Intro to temper

Author

Giancarlo Vercellino

Published

July 15, 2025

“He is happy whom circumstances suit his temper; but he is more excellent who suits his temper to any circumstance.” - David Hume

“You cannot predict the outcome of human affairs. Temper and unpredictability are their nature.” - Virginia Woolf

“Temper is the one thing you can’t get rid of by losing it.” - Jack Nicholson

What is temper

temper (Temporal Encoder–Masked Probabilistic Ensemble Regressor) is a machine learning algorithm for forecasting univariate time series with full uncertainty quantification. Instead of predicting only future values, temper estimates their entire probability distributions across multiple forecast horizons.
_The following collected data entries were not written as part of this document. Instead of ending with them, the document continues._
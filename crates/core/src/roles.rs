//! Role and specialty derivation from a practitioner's qualifications.
//!
//! Documents carry no code telling a role apart from a specialty, so the default
//! [`PositionalClassifier`] goes by list order. It sits behind [`QualificationClassifier`]
//! so a semantic classifier can replace it without touching the resolution engine.

use crate::aggregate::Qualification;

/// Indices into a qualification list.
#[derive(Clone, Copy, Debug, Default, PartialEq, Eq)]
pub struct RoleAssignment {
    pub role: Option<usize>,
    pub specialty: Option<usize>,
}

pub trait QualificationClassifier: Send + Sync {
    /// Pick the primary role and the specialty out of `qualifications`.
    fn classify(&self, qualifications: &[Qualification]) -> RoleAssignment;
}

/// First qualification is the role; the next one with a different code is the specialty.
#[derive(Clone, Copy, Debug, Default)]
pub struct PositionalClassifier;

impl QualificationClassifier for PositionalClassifier {
    fn classify(&self, qualifications: &[Qualification]) -> RoleAssignment {
        let Some(first) = qualifications.first() else {
            return RoleAssignment::default();
        };

        let specialty = qualifications
            .iter()
            .enumerate()
            .skip(1)
            .find(|(_, q)| {
                q.code.code != first.code.code || q.code.code_system != first.code.code_system
            })
            .map(|(i, _)| i);

        RoleAssignment {
            role: Some(0),
            specialty,
        }
    }
}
It works by combining a temporal autoencoder to compress historical patterns, a masked neural decision forest to generate diverse forecast samples, and a Gaussian mixture model to fit smooth predictive distributions. This design captures nonlinear dynamics, handles missing or noisy data robustly, and produces interpretable and calibrated uncertainty estimates.

By blending representation learning with probabilistic modeling, temper offers a versatile forecasting engine that is particularly valuable in domains where understanding forecast confidence is as important as the predictions themselves.

The analytical process implemented with temper

The temper algorithm follows a structured pipeline that transforms a univariate time series into full probabilistic forecasts. Each step plays a distinct role in enabling accurate, uncertainty-aware predictions:

  • Input preprocessing: The input is a numeric series of levels. Missing values are automatically filled using Kalman smoothing via imputeTS::na_kalman(), ensuring continuity. The series is then transformed into scaled differences (level changes divided by the previous value) to stabilize dynamics while preserving level interpretability.

  • Reframing into supervised format: Using a sliding window, the series is reframed into overlapping samples. Each sample consists of past consecutive scaled differences as inputs and future scaled differences as targets. This transforms the time series into a supervised dataset, enabling model training with input-output pairs.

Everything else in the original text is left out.